Listed Building – Grade II
- Designated: 27 February 2013
- Reference no.: 1410338

= County Hall, Kendal =

County building in Kendal, Cumbria, England

The County Hall, also known as County Offices, is a building in Stricklandgate, Kendal, England. The structure, which was the headquarters of Westmorland County Council from 1939 to 1974, is a Grade II listed building.

==History==
In the early 20th century the town hall in Kendal was the meeting place of Westmorland County Council. After finding that the town hall was too cramped to accommodate both the town council and the county council, council leaders decided to procure a dedicated county headquarters: the site they chose was open land on the corner of Stricklandgate and Busher Walk.

The new building, which was designed by Verner Owen Rees in the Neo-Georgian style and built by local builders, G. F. Martindale, was opened as "Westmorland County Hall" in 1939. The design involved a symmetrical main frontage with nine bays facing onto Stricklandgate; the central bay featured a doorway on the ground floor with a rectangular fanlight containing the county coat of arms; there was a sash window on the first floor and a central turret with a square clock at roof level. Internally, the principal room was the council chamber. A brass plaque commemorating council staff who had died in the Second World War was erected in the vestibule of the building after the war.

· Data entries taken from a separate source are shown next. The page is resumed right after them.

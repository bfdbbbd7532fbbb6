//! 翻译模块统一错误处理
//!
//! 提供结构化错误类型和错误处理机制。
//!
//! 错误分为三类传播策略：
//! - 存储错误（缓存文件损坏、不可读写）对当前操作是致命的，绝不回退到空缓存
//! - 后端错误仅影响单个（文本, 语言）对，批处理会记录后跳过
//! - 输入错误直接返回给调用方，不做重试

use std::collections::HashMap;
use std::fmt;

use thiserror::Error;

/// 翻译错误类型
#[derive(Error, Debug, Clone, PartialEq, Eq)]
pub enum TranslationError {
    /// 缓存存储错误：持久化数据不可读、格式错误或写入失败
    #[error("缓存存储错误: {0}")]
    StorageError(String),

    /// 参考数据文件不存在
    #[error("文件不存在: {0}")]
    NotFound(String),

    /// 翻译后端错误：非成功状态码、超时或响应缺少译文
    #[error("翻译后端错误: {0}")]
    BackendError(String),

    /// 输入验证错误
    #[error("输入无效: {0}")]
    InputError(String),

    /// 配置错误
    #[error("配置错误: {0}")]
    ConfigError(String),
}

impl TranslationError {
    /// 检查错误是否可重试
    ///
    /// 组件本身从不自动重试，该标记仅供调用方（例如重跑批处理）参考。
    pub fn is_retryable(&self) -> bool {
        match self {
            TranslationError::BackendError(_) => true,
            TranslationError::StorageError(_) => false,
            TranslationError::NotFound(_) => false,
            TranslationError::InputError(_) => false,
            TranslationError::ConfigError(_) => false,
        }
    }

    /// 获取错误的严重程度
    pub fn severity(&self) -> ErrorSeverity {
        match self {
            TranslationError::StorageError(_) => ErrorSeverity::Critical,
            TranslationError::NotFound(_) => ErrorSeverity::Error,
            TranslationError::BackendError(_) => ErrorSeverity::Warning,
            TranslationError::InputError(_) => ErrorSeverity::Info,
            TranslationError::ConfigError(_) => ErrorSeverity::Critical,
        }
    }

    /// 获取错误类别
    pub fn category(&self) -> ErrorCategory {
        match self {
            TranslationError::StorageError(_) => ErrorCategory::Storage,
            TranslationError::NotFound(_) => ErrorCategory::Storage,
            TranslationError::BackendError(_) => ErrorCategory::Backend,
            TranslationError::InputError(_) => ErrorCategory::Input,
            TranslationError::ConfigError(_) => ErrorCategory::Configuration,
        }
    }

    /// 对外接口使用的 HTTP 状态码
    pub fn status_code(&self) -> u16 {
        match self {
            TranslationError::InputError(_) => 400,
            TranslationError::NotFound(_) => 404,
            TranslationError::BackendError(_) => 502,
            TranslationError::StorageError(_) => 500,
            TranslationError::ConfigError(_) => 500,
        }
    }

    /// 创建带上下文的错误
    pub fn with_context<T: fmt::Display>(self, context: T) -> Self {
        match self {
            TranslationError::StorageError(msg) => {
                TranslationError::StorageError(format!("{} (上下文: {})", msg, context))
            }
            TranslationError::NotFound(msg) => {
                TranslationError::NotFound(format!("{} (上下文: {})", msg, context))
            }
            TranslationError::BackendError(msg) => {
                TranslationError::BackendError(format!("{} (上下文: {})", msg, context))
            }
            TranslationError::InputError(msg) => {
                TranslationError::InputError(format!("{} (上下文: {})", msg, context))
            }
            TranslationError::ConfigError(msg) => {
                TranslationError::ConfigError(format!("{} (上下文: {})", msg, context))
            }
        }
    }
}

/// 错误严重程度
#[derive(Debug, Clone, Copy, PartialEq, Eq, PartialOrd, Ord, Hash)]
pub enum ErrorSeverity {
    Info,
    Warning,
    Error,
    Critical,
}

/// 错误类别
#[derive(Debug, Clone, Copy, PartialEq, Eq, Hash)]
pub enum ErrorCategory {
    Storage,
    Backend,
    Input,
    Configuration,
}

/// 标准错误转换
///
/// 本 crate 中的 IO 只发生在缓存、语言列表和文本日志上，统一归为存储错误。
impl From<std::io::Error> for TranslationError {
    fn from(error: std::io::Error) -> Self {
        TranslationError::StorageError(format!("IO错误: {}", error))
    }
}

impl From<serde_json::Error> for TranslationError {
    fn from(error: serde_json::Error) -> Self {
        TranslationError::StorageError(format!("JSON格式错误: {}", error))
    }
}

impl From<toml::de::Error> for TranslationError {
    fn from(error: toml::de::Error) -> Self {
        TranslationError::ConfigError(format!("TOML解析错误: {}", error))
    }
}

impl From<reqwest::Error> for TranslationError {
    fn from(error: reqwest::Error) -> Self {
        if error.is_timeout() {
            TranslationError::BackendError(format!("请求超时: {}", error))
        } else if error.is_decode() {
            TranslationError::BackendError(format!("响应解析失败: {}", error))
        } else {
            TranslationError::BackendError(format!("网络错误: {}", error))
        }
    }
}

impl From<tokio::time::error::Elapsed> for TranslationError {
    fn from(error: tokio::time::error::Elapsed) -> Self {
        TranslationError::BackendError(format!("异步操作超时: {}", error))
    }
}

/// 错误结果类型别名
pub type TranslationResult<T> = Result<T, TranslationError>;

/// 错误统计信息
#[derive(Debug, Clone, Default)]
pub struct ErrorStats {
    pub total_errors: usize,
    pub by_category: HashMap<ErrorCategory, usize>,
    pub by_severity: HashMap<ErrorSeverity, usize>,
    pub retryable_errors: usize,
    pub critical_errors: usize,
}

impl ErrorStats {
    /// 记录错误
    pub fn record_error(&mut self, error: &TranslationError) {
        self.total_errors += 1;

        let category = error.category();
        *self.by_category.entry(category).or_insert(0) += 1;

        let severity = error.severity();
        *self.by_severity.entry(severity).or_insert(0) += 1;

        if error.is_retryable() {
            self.retryable_errors += 1;
        }

        if severity == ErrorSeverity::Critical {
            self.critical_errors += 1;
        }
    }

    /// 某一类别的错误数
    pub fn count(&self, category: ErrorCategory) -> usize {
        self.by_category.get(&category).copied().unwrap_or(0)
    }
}
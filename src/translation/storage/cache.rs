//! 翻译缓存模块
//!
//! 持久化的两级映射：流水线（源语言-目标语言）→ 正文 → 译文。
//!
//! 整个结构在启动时一次性读入内存，每次写入新条目后整体序列化，
//! 先写入同目录下的临时文件再原子重命名覆盖目标文件。
//! 条目一旦写入就不会失效，也没有删除路径。
//! 流水线与条目都按插入顺序迭代和写出。

use std::fmt;
use std::fs;
use std::io::{ErrorKind, Write};
use std::path::{Path, PathBuf};

use indexmap::IndexMap;
use serde::{Deserialize, Serialize};
use tempfile::NamedTempFile;

use crate::translation::error::{TranslationError, TranslationResult};

/// 单个流水线下的缓存条目：正文 → 译文
pub type CacheEntries = IndexMap<String, String>;

/// 翻译流水线标识
///
/// 由有序的（源语言, 目标语言）对构成，渲染为 `"en-fr"` 形式，作为缓存的顶层键。
#[derive(Debug, Clone, PartialEq, Eq, Hash, PartialOrd, Ord)]
pub struct Pipeline {
    source: String,
    target: String,
}

impl Pipeline {
    pub fn new(source: &str, target: &str) -> Self {
        Self {
            source: source.to_string(),
            target: target.to_string(),
        }
    }

    /// 缓存中使用的键
    pub fn key(&self) -> String {
        format!("{}-{}", self.source, self.target)
    }
}

impl fmt::Display for Pipeline {
    fn fmt(&self, f: &mut fmt::Formatter<'_>) -> fmt::Result {
        write!(f, "{}-{}", self.source, self.target)
    }
}

/// 缓存统计信息
#[derive(Debug, Default, Clone, PartialEq, Eq, Serialize)]
pub struct CacheStats {
    pub pipelines: usize,
    pub entries: usize,
    pub hits: u64,
    pub misses: u64,
    pub stores: u64,
}

impl CacheStats {
    /// 计算缓存命中率
    pub fn hit_rate(&self) -> f64 {
        let total = self.hits + self.misses;
        if total == 0 {
            0.0
        } else {
            self.hits as f64 / total as f64
        }
    }
}

/// 持久化的数据结构，与磁盘上的 JSON 一一对应
#[derive(Debug, Default, Clone, PartialEq, Eq, Serialize, Deserialize)]
#[serde(transparent)]
struct CacheData {
    pipelines: IndexMap<String, CacheEntries>,
}

/// 文件持久化的翻译缓存
#[derive(Debug)]
pub struct TranslationCache {
    path: PathBuf,
    data: CacheData,
    hits: u64,
    misses: u64,
    stores: u64,
}

impl TranslationCache {
    /// 读取完整的持久化结构
    ///
    /// 文件不存在时返回空缓存；文件存在但无法读取或不是
    /// `{流水线: {正文: 译文}}` 结构时返回存储错误，不做任何静默恢复。
    pub fn load<P: AsRef<Path>>(path: P) -> TranslationResult<Self> {
        let path = path.as_ref().to_path_buf();

        let data = match fs::read_to_string(&path) {
            Ok(content) => serde_json::from_str::<CacheData>(&content).map_err(|e| {
                TranslationError::StorageError(format!(
                    "缓存文件格式错误 {}: {}",
                    path.display(),
                    e
                ))
            })?,
            Err(e) if e.kind() == ErrorKind::NotFound => {
                tracing::info!("缓存文件不存在，使用空缓存: {}", path.display());
                CacheData::default()
            }
            Err(e) => {
                return Err(TranslationError::StorageError(format!(
                    "读取缓存文件失败 {}: {}",
                    path.display(),
                    e
                )))
            }
        };

        let cache = Self {
            path,
            data,
            hits: 0,
            misses: 0,
            stores: 0,
        };
        tracing::info!(
            "已加载翻译缓存: {} 个流水线, {} 个条目",
            cache.data.pipelines.len(),
            cache.len()
        );

        Ok(cache)
    }

    /// 查找缓存译文，从不访问网络
    pub fn lookup(&mut self, pipeline: &str, core_text: &str) -> Option<&str> {
        let found = self
            .data
            .pipelines
            .get(pipeline)
            .and_then(|entries| entries.get(core_text));

        match found {
            Some(translated) => {
                self.hits += 1;
                Some(translated.as_str())
            }
            None => {
                self.misses += 1;
                None
            }
        }
    }

    /// 写入条目并立即持久化整个结构
    ///
    /// 持久化失败时内存中的修改会被撤销，保证内存状态与磁盘一致。
    pub fn store(
        &mut self,
        pipeline: &str,
        core_text: &str,
        translated_text: &str,
    ) -> TranslationResult<()> {
        let previous = self
            .data
            .pipelines
            .entry(pipeline.to_string())
            .or_default()
            .insert(core_text.to_string(), translated_text.to_string());

        if let Err(e) = self.persist() {
            self.rollback(pipeline, core_text, previous);
            return Err(e);
        }

        self.stores += 1;
        tracing::debug!("缓存已写入 [{}] {:?}", pipeline, core_text);
        Ok(())
    }

    fn rollback(&mut self, pipeline: &str, core_text: &str, previous: Option<String>) {
        if let Some(entries) = self.data.pipelines.get_mut(pipeline) {
            match previous {
                Some(value) => {
                    entries.insert(core_text.to_string(), value);
                }
                None => {
                    entries.shift_remove(core_text);
                }
            }
            if entries.is_empty() {
                self.data.pipelines.shift_remove(pipeline);
            }
        }
    }

    /// 原子地覆盖持久化文件
    fn persist(&self) -> TranslationResult<()> {
        let dir = match self.path.parent() {
            Some(parent) if !parent.as_os_str().is_empty() => parent.to_path_buf(),
            _ => PathBuf::from("."),
        };
        fs::create_dir_all(&dir).map_err(|e| self.storage_error("创建缓存目录失败", e))?;

        let content = serde_json::to_string_pretty(&self.data)
            .map_err(|e| self.storage_error("序列化缓存失败", e))?;

        let mut file =
            NamedTempFile::new_in(&dir).map_err(|e| self.storage_error("创建临时文件失败", e))?;
        // 临时文件默认仅属主可读写，沿用原文件的权限
        if let Ok(metadata) = fs::metadata(&self.path) {
            file.as_file()
                .set_permissions(metadata.permissions())
                .map_err(|e| self.storage_error("设置缓存文件权限失败", e))?;
        }
        file.write_all(content.as_bytes())
            .and_then(|_| file.as_file().sync_all())
            .map_err(|e| self.storage_error("写入缓存失败", e))?;
        file.persist(&self.path)
            .map_err(|e| self.storage_error("替换缓存文件失败", e.error))?;

        Ok(())
    }

    fn storage_error(&self, action: &str, error: impl fmt::Display) -> TranslationError {
        TranslationError::StorageError(format!("{} {}: {}", action, self.path.display(), error))
    }

    /// 持久化文件路径
    pub fn path(&self) -> &Path {
        &self.path
    }

    /// 指定流水线的全部条目
    pub fn entries(&self, pipeline: &str) -> Option<&CacheEntries> {
        self.data.pipelines.get(pipeline)
    }

    /// 所有流水线键
    pub fn pipelines(&self) -> impl Iterator<Item = &str> {
        self.data.pipelines.keys().map(String::as_str)
    }

    /// 条目总数
    pub fn len(&self) -> usize {
        self.data.pipelines.values().map(IndexMap::len).sum()
    }

    pub fn is_empty(&self) -> bool {
        self.len() == 0
    }

    /// 获取统计信息
    pub fn stats(&self) -> CacheStats {
        CacheStats {
            pipelines: self.data.pipelines.len(),
            entries: self.len(),
            hits: self.hits,
            misses: self.misses,
            stores: self.stores,
        }
    }
}

#[cfg(test)]
mod tests {
    use super::*;

    fn cache_path(dir: &tempfile::TempDir) -> PathBuf {
        dir.path().join("translations.json")
    }

    #[test]
    fn test_pipeline_key_is_stable() {
        let pipeline = Pipeline::new("en", "fr");
        assert_eq!(pipeline.key(), "en-fr");
        assert_eq!(pipeline.to_string(), "en-fr");
        assert_eq!(Pipeline::new("en", "pt-BR").key(), "en-pt-BR");
    }

    #[test]
    fn test_missing_file_loads_empty() {
        let dir = tempfile::tempdir().unwrap();
        let cache = TranslationCache::load(cache_path(&dir)).unwrap();

        assert!(cache.is_empty());
        assert_eq!(cache.stats(), CacheStats::default());
        // 加载本身不创建文件
        assert!(!cache_path(&dir).exists());
    }

    #[test]
    fn test_store_persists_and_reloads() {
        let dir = tempfile::tempdir().unwrap();
        let mut cache = TranslationCache::load(cache_path(&dir)).unwrap();

        cache.store("en-fr", "Hello world", "Bonjour le monde").unwrap();
        cache.store("en-es", "Hello world", "Hola mundo").unwrap();

        let mut reloaded = TranslationCache::load(cache_path(&dir)).unwrap();
        assert_eq!(reloaded.lookup("en-fr", "Hello world"), Some("Bonjour le monde"));
        assert_eq!(reloaded.lookup("en-es", "Hello world"), Some("Hola mundo"));
        assert_eq!(reloaded.stats().pipelines, 2);
        assert_eq!(reloaded.len(), 2);
    }

    #[test]
    fn test_persisted_layout_is_pipeline_to_entries() {
        let dir = tempfile::tempdir().unwrap();
        let mut cache = TranslationCache::load(cache_path(&dir)).unwrap();
        cache.store("en-de", "Budget", "Haushalt").unwrap();

        let raw = fs::read_to_string(cache_path(&dir)).unwrap();
        let value: serde_json::Value = serde_json::from_str(&raw).unwrap();
        assert_eq!(value, serde_json::json!({"en-de": {"Budget": "Haushalt"}}));
    }

    #[test]
    fn test_lookup_is_exact_match() {
        let dir = tempfile::tempdir().unwrap();
        let mut cache = TranslationCache::load(cache_path(&dir)).unwrap();
        cache.store("en-fr", "Health", "Santé").unwrap();

        assert_eq!(cache.lookup("en-fr", "Health"), Some("Santé"));
        assert_eq!(cache.lookup("en-fr", "health"), None);
        assert_eq!(cache.lookup("en-fr", "Health "), None);
        assert_eq!(cache.lookup("en-es", "Health"), None);

        let stats = cache.stats();
        assert_eq!(stats.hits, 1);
        assert_eq!(stats.misses, 3);
        assert_eq!(stats.hit_rate(), 0.25);
    }

    #[test]
    fn test_store_overwrites_entry() {
        let dir = tempfile::tempdir().unwrap();
        let mut cache = TranslationCache::load(cache_path(&dir)).unwrap();
        cache.store("en-fr", "Labor", "Travail").unwrap();
        cache.store("en-fr", "Labor", "Main-d'œuvre").unwrap();

        assert_eq!(cache.len(), 1);
        assert_eq!(cache.lookup("en-fr", "Labor"), Some("Main-d'œuvre"));
        assert_eq!(cache.stats().stores, 2);
    }

    #[test]
    fn test_malformed_file_is_storage_error() {
        let dir = tempfile::tempdir().unwrap();
        fs::write(cache_path(&dir), "{ not json").unwrap();

        let result = TranslationCache::load(cache_path(&dir));
        assert!(matches!(result, Err(TranslationError::StorageError(_))));
    }

    #[test]
    fn test_wrong_shape_is_storage_error() {
        let dir = tempfile::tempdir().unwrap();
        for content in [
            r#"{"en-fr": "Bonjour"}"#,
            r#"{"en-fr": {"Hello": 42}}"#,
            r#"["en-fr"]"#,
            "",
        ] {
            fs::write(cache_path(&dir), content).unwrap();
            assert!(
                matches!(
                    TranslationCache::load(cache_path(&dir)),
                    Err(TranslationError::StorageError(_))
                ),
                "{:?} should be rejected",
                content
            );
        }
    }

    #[test]
    fn test_insertion_order_survives_reload() {
        let dir = tempfile::tempdir().unwrap();
        fs::write(cache_path(&dir), r#"{"en-zz": {"z": "zed"}}"#).unwrap();

        let mut cache = TranslationCache::load(cache_path(&dir)).unwrap();
        cache.store("en-aa", "z", "zed").unwrap();
        cache.store("en-aa", "a", "ay").unwrap();

        let reloaded = TranslationCache::load(cache_path(&dir)).unwrap();
        assert_eq!(reloaded.pipelines().collect::<Vec<_>>(), vec!["en-zz", "en-aa"]);
        let keys: Vec<&str> = reloaded
            .entries("en-aa")
            .unwrap()
            .keys()
            .map(String::as_str)
            .collect();
        assert_eq!(keys, vec!["z", "a"]);

        let raw = fs::read_to_string(cache_path(&dir)).unwrap();
        assert!(raw.find("\"en-zz\"").unwrap() < raw.find("\"en-aa\"").unwrap());
    }

    #[test]
    fn test_overwrite_keeps_entry_position() {
        let dir = tempfile::tempdir().unwrap();
        let mut cache = TranslationCache::load(cache_path(&dir)).unwrap();
        cache.store("en-fr", "Vote", "Voter").unwrap();
        cache.store("en-fr", "Ballot", "Bulletin").unwrap();
        cache.store("en-fr", "Vote", "Votez").unwrap();

        let keys: Vec<&String> = cache.entries("en-fr").unwrap().keys().collect();
        assert_eq!(keys, vec!["Vote", "Ballot"]);
    }

    #[cfg(unix)]
    #[test]
    fn test_store_keeps_file_permissions() {
        use std::os::unix::fs::PermissionsExt;

        let dir = tempfile::tempdir().unwrap();
        fs::write(cache_path(&dir), "{}").unwrap();
        fs::set_permissions(cache_path(&dir), fs::Permissions::from_mode(0o644)).unwrap();

        let mut cache = TranslationCache::load(cache_path(&dir)).unwrap();
        cache.store("en-fr", "Hello", "Bonjour").unwrap();
        cache.store("en-fr", "Vote", "Voter").unwrap();

        let mode = fs::metadata(cache_path(&dir)).unwrap().permissions().mode();
        assert_eq!(mode & 0o777, 0o644);
    }

    #[test]
    fn test_store_creates_missing_directory() {
        let dir = tempfile::tempdir().unwrap();
        let path = dir.path().join("nested").join("cache.json");
        let mut cache = TranslationCache::load(&path).unwrap();

        cache.store("en-it", "Housing", "Alloggi").unwrap();
        assert!(path.exists());
    }

    #[test]
    fn test_failed_persist_rolls_back() {
        let dir = tempfile::tempdir().unwrap();
        // 让目标路径成为一个目录，使重命名失败
        let path = dir.path().join("cache.json");
        fs::create_dir(&path).unwrap();
        let mut cache = TranslationCache {
            path: path.clone(),
            data: CacheData::default(),
            hits: 0,
            misses: 0,
            stores: 0,
        };

        let result = cache.store("en-fr", "Crime", "Crime");
        assert!(matches!(result, Err(TranslationError::StorageError(_))));
        assert!(cache.is_empty());
        assert_eq!(cache.stats().stores, 0);
    }
}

After leaving the Royal train at Arnside railway station, Queen Elizabeth II, accompanied by the Duke of Edinburgh, visited Westmorland County Hall in August 1956. An emergency control centre, which was intended to accommodate staff in the event of a nuclear attack, was installed in the basement of the building in the 1960s.

Following the implementation of the Local Government Act 1972, Westmorland County Council and Cumberland County Council amalgamated to form a single county council known as Cumbria County Council in 1974. The building was renamed "Kendal County Offices" and continued to serve as the local register office and also as the Kendal and Whitehaven Archive Centre. Although the administrative offices of Cumbria County Council were at Cumbria House in Botchergate in Carlisle, formal meetings of the Council continued to be held at the County Offices in Kendal. A programme of major refurbishment works in the archive centre involving the creation of two new strong rooms was completed in spring 2019. In October 2019, the environmental movement, Extinction Rebellion, held a demonstration outside the building.

Cumbria County Council was abolished on 1 April 2023, with the southern and eastern areas becoming part of the new unitary authority of Westmorland and Furness. The new Westmorland and Furness Council initially met at the County Hall. In June 2024 the council decided to close the building in September 2024 and move meetings, staff and services to Kendal Town Hall and South Lakeland House. In April 2026, the future of the building was decided in a vote by the council. Councillors voted to dispose of the building, meaning it will either be passed onto a community organisation or sold on the market.